In a post dated 9th May 2006 on John Ling's site, he writes:
Most people ignore the power of that first sentence. It can kick things off and set a mood. And the best way to learn how to write one is to study the openings of some classic novels... (more on his site)
How true. One of my favourite things to do when I'm in a bookstore is to open a novel and read the opening line--to see whether the author can hook me into his or her story. If I find one that's really good, I make a mental note of it (and perhaps even buy the book in hand) so I can learn to write as good an opening line in my stories.

Check out the American Book Review's list of 100 Best First Lines in Novels. I don't agree with some of the inclusions but at least my favourite is listed:
30. The sky above the port was the color of television, tuned to a dead channel. —William Gibson, Neuromancer (1984)
But take note! It is usually advised (I think Elmore Leonard is a major proponent) that a story should not start with weather. Gibson got away with it because he was just good.

Swifty shares with us the opposite of the spectrum: Worst opening lines in made-up novels.


  1. Good stuff.
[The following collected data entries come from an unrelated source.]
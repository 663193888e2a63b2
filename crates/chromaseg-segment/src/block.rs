//! Block-wise background/object classification
//!
//! The image is cut into square blocks. Each block's color distribution
//! is compared with both reference sets, and the block is labeled by
//! whichever set holds the nearer sample. The decisions are kept in a
//! [`BlockLabels`] grid; [`paint_labels`] turns them into a flat-filled
//! copy of the image, one solid color per block.
//!
//! # Algorithm
//!
//! For each block:
//! 1. Build the normalized histogram of the block
//! 2. `db` = nearest distance to the background set
//! 3. `do` = nearest distance to the object set
//! 4. Background if `db < do`, object otherwise (ties go to object)

use crate::nearest::min_distance;
use crate::tiling::{EdgePolicy, TileGrid};
use crate::{Label, ReferenceSet, SegmentError, SegmentResult};
use chromaseg_color::{ColorDistribution, ColorError, color_distribution};
use chromaseg_core::{Box, Color, Pix, PixelDepth};

/// Options for the block classifier
#[derive(Debug, Clone)]
pub struct SegmentOptions {
    /// Block edge length in pixels (default: 8)
    pub block_size: u32,
    /// Treatment of partial blocks at the right and bottom edges
    /// (default: [`EdgePolicy::Clip`])
    pub edge_policy: EdgePolicy,
    /// Fill color for background blocks (default: white)
    pub background_color: Color,
    /// Fill color for object blocks (default: red)
    pub object_color: Color,
}

impl Default for SegmentOptions {
    fn default() -> Self {
        Self {
            block_size: 8,
            edge_policy: EdgePolicy::Clip,
            background_color: Color::WHITE,
            object_color: Color::RED,
        }
    }
}

impl SegmentOptions {
    /// Create options with a given block size and default colors.
    pub fn with_block_size(block_size: u32) -> Self {
        Self {
            block_size,
            ..Default::default()
        }
    }

    /// Fill color for `label`.
    pub fn color_for(&self, label: Label) -> Color {
        match label {
            Label::Background => self.background_color,
            Label::Object => self.object_color,
        }
    }

    fn validate(&self) -> SegmentResult<()> {
        if self.block_size == 0 {
            return Err(SegmentError::InvalidParameters(
                "block_size must be > 0".into(),
            ));
        }
        Ok(())
    }
}

/// Outcome for one block
#[derive(Debug, Clone, Copy, PartialEq)]
pub struct BlockDecision {
    pub label: Label,
    /// Distance to the nearest background sample
    pub dist_background: f32,
    /// Distance to the nearest object sample
    pub dist_object: f32,
}

/// Classify a single finished histogram against both reference sets.
pub fn classify_distribution(
    hist: &ColorDistribution,
    refs: &ReferenceSet,
) -> SegmentResult<BlockDecision> {
    let dist_background = min_distance(hist, refs.background(), Label::Background)?;
    let dist_object = min_distance(hist, refs.object(), Label::Object)?;
    let label = if dist_background < dist_object {
        Label::Background
    } else {
        Label::Object
    };
    Ok(BlockDecision {
        label,
        dist_background,
        dist_object,
    })
}

/// Per-block decisions over one image, in row-major order
#[derive(Debug, Clone)]
pub struct BlockLabels {
    grid: TileGrid,
    decisions: Vec<BlockDecision>,
}

impl BlockLabels {
    /// Width of the classified image
    pub fn width(&self) -> u32 {
        self.grid.width()
    }

    /// Height of the classified image
    pub fn height(&self) -> u32 {
        self.grid.height()
    }

    /// Number of block columns
    pub fn cols(&self) -> u32 {
        self.grid.cols()
    }

    /// Number of block rows
    pub fn rows(&self) -> u32 {
        self.grid.rows()
    }

    /// Number of classified blocks
    pub fn len(&self) -> usize {
        self.decisions.len()
    }

    /// Check whether no block was classified
    pub fn is_empty(&self) -> bool {
        self.decisions.is_empty()
    }

    /// Decision for block `(col, row)`
    pub fn get(&self, col: u32, row: u32) -> Option<&BlockDecision> {
        if col >= self.grid.cols() || row >= self.grid.rows() {
            return None;
        }
        self.decisions
            .get(row as usize * self.grid.cols() as usize + col as usize)
    }

    /// Label of block `(col, row)`
    pub fn label(&self, col: u32, row: u32) -> Option<Label> {
        self.get(col, row).map(|d| d.label)
    }

    /// Image rectangle covered by block `(col, row)`
    pub fn block_rect(&self, col: u32, row: u32) -> Option<Box> {
        self.grid.tile(col, row)
    }

    /// Number of blocks carrying `label`
    pub fn count(&self, label: Label) -> usize {
        self.decisions.iter().filter(|d| d.label == label).count()
    }

    /// Iterate `(rect, decision)` in row-major order.
    pub fn iter(&self) -> impl Iterator<Item = (Box, &BlockDecision)> + '_ {
        self.grid
            .tiles()
            .zip(self.decisions.iter())
            .map(|((_, _, rect), d)| (rect, d))
    }
}

/// Classify every block of `pix` against `refs`.
///
/// Both reference sets are checked before the first block is visited.
///
/// # Errors
///
/// - [`SegmentError::InvalidParameters`] if `block_size` is 0
/// - [`SegmentError::EmptyReferenceSet`] if either set has no samples
/// - [`SegmentError::Color`] if `pix` is not 32 bpp
pub fn classify_blocks(
    pix: &Pix,
    refs: &ReferenceSet,
    options: &SegmentOptions,
) -> SegmentResult<BlockLabels> {
    options.validate()?;
    refs.ensure_ready()?;
    if pix.depth() != PixelDepth::Bit32 {
        return Err(ColorError::UnsupportedDepth {
            expected: "32 bpp",
            actual: pix.depth().bits(),
        }
        .into());
    }

    let grid = TileGrid::new(
        pix.width(),
        pix.height(),
        options.block_size,
        options.edge_policy,
    )?;
    let mut decisions = Vec::with_capacity(grid.len());
    for (col, row, rect) in grid.tiles() {
        let hist = color_distribution(pix, &rect)?;
        let decision = classify_distribution(&hist, refs)?;
        log::trace!(
            "block ({}, {}): {} (bg {:.4}, obj {:.4})",
            col,
            row,
            decision.label,
            decision.dist_background,
            decision.dist_object
        );
        decisions.push(decision);
    }

    let labels = BlockLabels { grid, decisions };
    log::debug!(
        "classified {}x{} blocks of {}px: {} background, {} object",
        labels.cols(),
        labels.rows(),
        options.block_size,
        labels.count(Label::Background),
        labels.count(Label::Object)
    );
    Ok(labels)
}

/// Paint each labeled block of a copy of `pix` with its label color.
///
/// Pixels outside every block (the remainder strip under
/// [`EdgePolicy::Skip`]) keep their original value. `pix` itself is
/// not modified.
pub fn paint_labels(
    pix: &Pix,
    labels: &BlockLabels,
    options: &SegmentOptions,
) -> SegmentResult<Pix> {
    if pix.width() != labels.width() || pix.height() != labels.height() {
        return Err(SegmentError::InvalidParameters(format!(
            "labels cover {}x{}, image is {}x{}",
            labels.width(),
            labels.height(),
            pix.width(),
            pix.height()
        )));
    }
    let mut out = pix.to_mut();
    for (rect, decision) in labels.iter() {
        out.fill_rect_color(&rect, options.color_for(decision.label))?;
    }
    Ok(out.into())
}

/// Classify the blocks of `pix` and return the painted copy.
///
/// On error nothing is painted and no image is returned.
///
/// # Example
///
/// ```
/// use chromaseg_color::color_distribution;
/// use chromaseg_core::{Box, Color, Pix};
/// use chromaseg_segment::{ReferenceSet, SegmentOptions, segment_image};
///
/// let whole = Box::new_unchecked(0, 0, 8, 8);
/// let mut refs = ReferenceSet::new();
/// let bg = Pix::new_filled(8, 8, Color::BLUE).unwrap();
/// refs.add_background(color_distribution(&bg, &whole).unwrap()).unwrap();
/// let obj = Pix::new_filled(8, 8, Color::RED).unwrap();
/// refs.add_object(color_distribution(&obj, &whole).unwrap()).unwrap();
///
/// let out = segment_image(&bg, &refs, &SegmentOptions::default()).unwrap();
/// assert_eq!(out.get_rgb(3, 3), Some((255, 255, 255)));
/// ```
pub fn segment_image(pix: &Pix, refs: &ReferenceSet, options: &SegmentOptions) -> SegmentResult<Pix> {
    let labels = classify_blocks(pix, refs, options)?;
    paint_labels(pix, &labels, options)
}

#[cfg(test)]
mod tests {
    use super::*;

    fn hist(colors: &[(u8, u8, u8)]) -> ColorDistribution {
        let mut cd = ColorDistribution::new();
        for &(r, g, b) in colors {
            cd.add(r, g, b);
        }
        cd.finished().unwrap();
        cd
    }

    fn blue_red_refs() -> ReferenceSet {
        let mut refs = ReferenceSet::new();
        refs.add_background(hist(&[(0, 0, 255)])).unwrap();
        refs.add_object(hist(&[(255, 0, 0)])).unwrap();
        refs
    }

    /// Blue image with a red square covering blocks (1, 1) at block size 4
    fn blue_with_red_block() -> Pix {
        let pix = Pix::new_filled(12, 12, Color::BLUE).unwrap();
        let mut pm = pix.try_into_mut().unwrap();
        pm.fill_rect_color(&Box::new_unchecked(4, 4, 4, 4), Color::RED)
            .unwrap();
        pm.into()
    }

    #[test]
    fn test_default_options() {
        let opts = SegmentOptions::default();
        assert_eq!(opts.block_size, 8);
        assert_eq!(opts.edge_policy, EdgePolicy::Clip);
        assert_eq!(opts.color_for(Label::Background), Color::WHITE);
        assert_eq!(opts.color_for(Label::Object), Color::RED);
    }

    #[test]
    fn test_classify_distribution() {
        let refs = blue_red_refs();
        let d = classify_distribution(&hist(&[(0, 0, 250)]), &refs).unwrap();
        assert_eq!(d.label, Label::Background);
        assert_eq!(d.dist_background, 0.0);
        let d = classify_distribution(&hist(&[(250, 5, 5)]), &refs).unwrap();
        assert_eq!(d.label, Label::Object);
    }

    #[test]
    fn test_tie_goes_to_object() {
        let refs = blue_red_refs();
        // Green is equally far (2.0) from both references
        let d = classify_distribution(&hist(&[(0, 255, 0)]), &refs).unwrap();
        assert_eq!(d.dist_background, d.dist_object);
        assert_eq!(d.label, Label::Object);
    }

    #[test]
    fn test_classify_blocks() {
        let pix = blue_with_red_block();
        let labels =
            classify_blocks(&pix, &blue_red_refs(), &SegmentOptions::with_block_size(4)).unwrap();
        assert_eq!((labels.cols(), labels.rows()), (3, 3));
        assert_eq!(labels.label(1, 1), Some(Label::Object));
        assert_eq!(labels.count(Label::Object), 1);
        assert_eq!(labels.count(Label::Background), 8);
        assert_eq!(labels.block_rect(1, 1), Some(Box::new_unchecked(4, 4, 4, 4)));
        assert_eq!(labels.get(3, 0), None);
    }

    #[test]
    fn test_segment_paints_flat_blocks() {
        let pix = blue_with_red_block();
        let out =
            segment_image(&pix, &blue_red_refs(), &SegmentOptions::with_block_size(4)).unwrap();
        assert_eq!(out.get_rgb(0, 0), Some((255, 255, 255)));
        assert_eq!(out.get_rgb(11, 11), Some((255, 255, 255)));
        assert_eq!(out.get_rgb(5, 6), Some((255, 0, 0)));
        // Input untouched
        assert_eq!(pix.get_rgb(0, 0), Some((0, 0, 255)));
    }

    #[test]
    fn test_empty_object_set_paints_nothing() {
        let pix = blue_with_red_block();
        let mut refs = ReferenceSet::new();
        refs.add_background(hist(&[(0, 0, 255)])).unwrap();
        let r = segment_image(&pix, &refs, &SegmentOptions::default());
        assert!(matches!(
            r,
            Err(SegmentError::EmptyReferenceSet(Label::Object))
        ));
    }

    #[test]
    fn test_zero_block_size() {
        let pix = blue_with_red_block();
        let r = classify_blocks(&pix, &blue_red_refs(), &SegmentOptions::with_block_size(0));
        assert!(matches!(r, Err(SegmentError::InvalidParameters(_))));
    }

    #[test]
    fn test_gray_rejected() {
        let pix = Pix::new(8, 8, PixelDepth::Bit8).unwrap();
        let r = classify_blocks(&pix, &blue_red_refs(), &SegmentOptions::default());
        assert!(matches!(
            r,
            Err(SegmentError::Color(ColorError::UnsupportedDepth { actual: 8, .. }))
        ));
    }

    #[test]
    fn test_skip_leaves_remainder() {
        let pix = Pix::new_filled(10, 6, Color::BLUE).unwrap();
        let opts = SegmentOptions {
            block_size: 4,
            edge_policy: EdgePolicy::Skip,
            ..Default::default()
        };
        let labels = classify_blocks(&pix, &blue_red_refs(), &opts).unwrap();
        assert_eq!(labels.len(), 2);
        let out = paint_labels(&pix, &labels, &opts).unwrap();
        assert_eq!(out.get_rgb(7, 3), Some((255, 255, 255)));
        assert_eq!(out.get_rgb(9, 0), Some((0, 0, 255)));
        assert_eq!(out.get_rgb(0, 5), Some((0, 0, 255)));
    }

    #[test]
    fn test_paint_size_mismatch() {
        let pix = blue_with_red_block();
        let refs = blue_red_refs();
        let labels = classify_blocks(&pix, &refs, &SegmentOptions::with_block_size(4)).unwrap();
        let other = Pix::new_filled(8, 8, Color::BLUE).unwrap();
        let r = paint_labels(&other, &labels, &SegmentOptions::default());
        assert!(matches!(r, Err(SegmentError::InvalidParameters(_))));
    }
}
I wish you well. Hope you write a best seller.

  2. Thanks! I'd have to finish it first! ;)

  3. For something entirely different, you can check out the worst opening lines for made-up novels. It's a contest of sorts.

  4. Ah, coolness! Thanks for the heads up, Swifty! I was vaguely aware of this before I think, because I seem to remember the winning entry of 2005.

    This could be a warning for what authors should stay away from... and should also elicit quite a few chuckles :D

  5. Gibson is excellent. Do you read Neal Stephenson too?

  6. No, but I have heard a lot of good things about Snowcrash. Have been tempted to pick either that or Cryptonomicon in a bookstore before but I have to confess... the thickness of those book are a bit intimidating!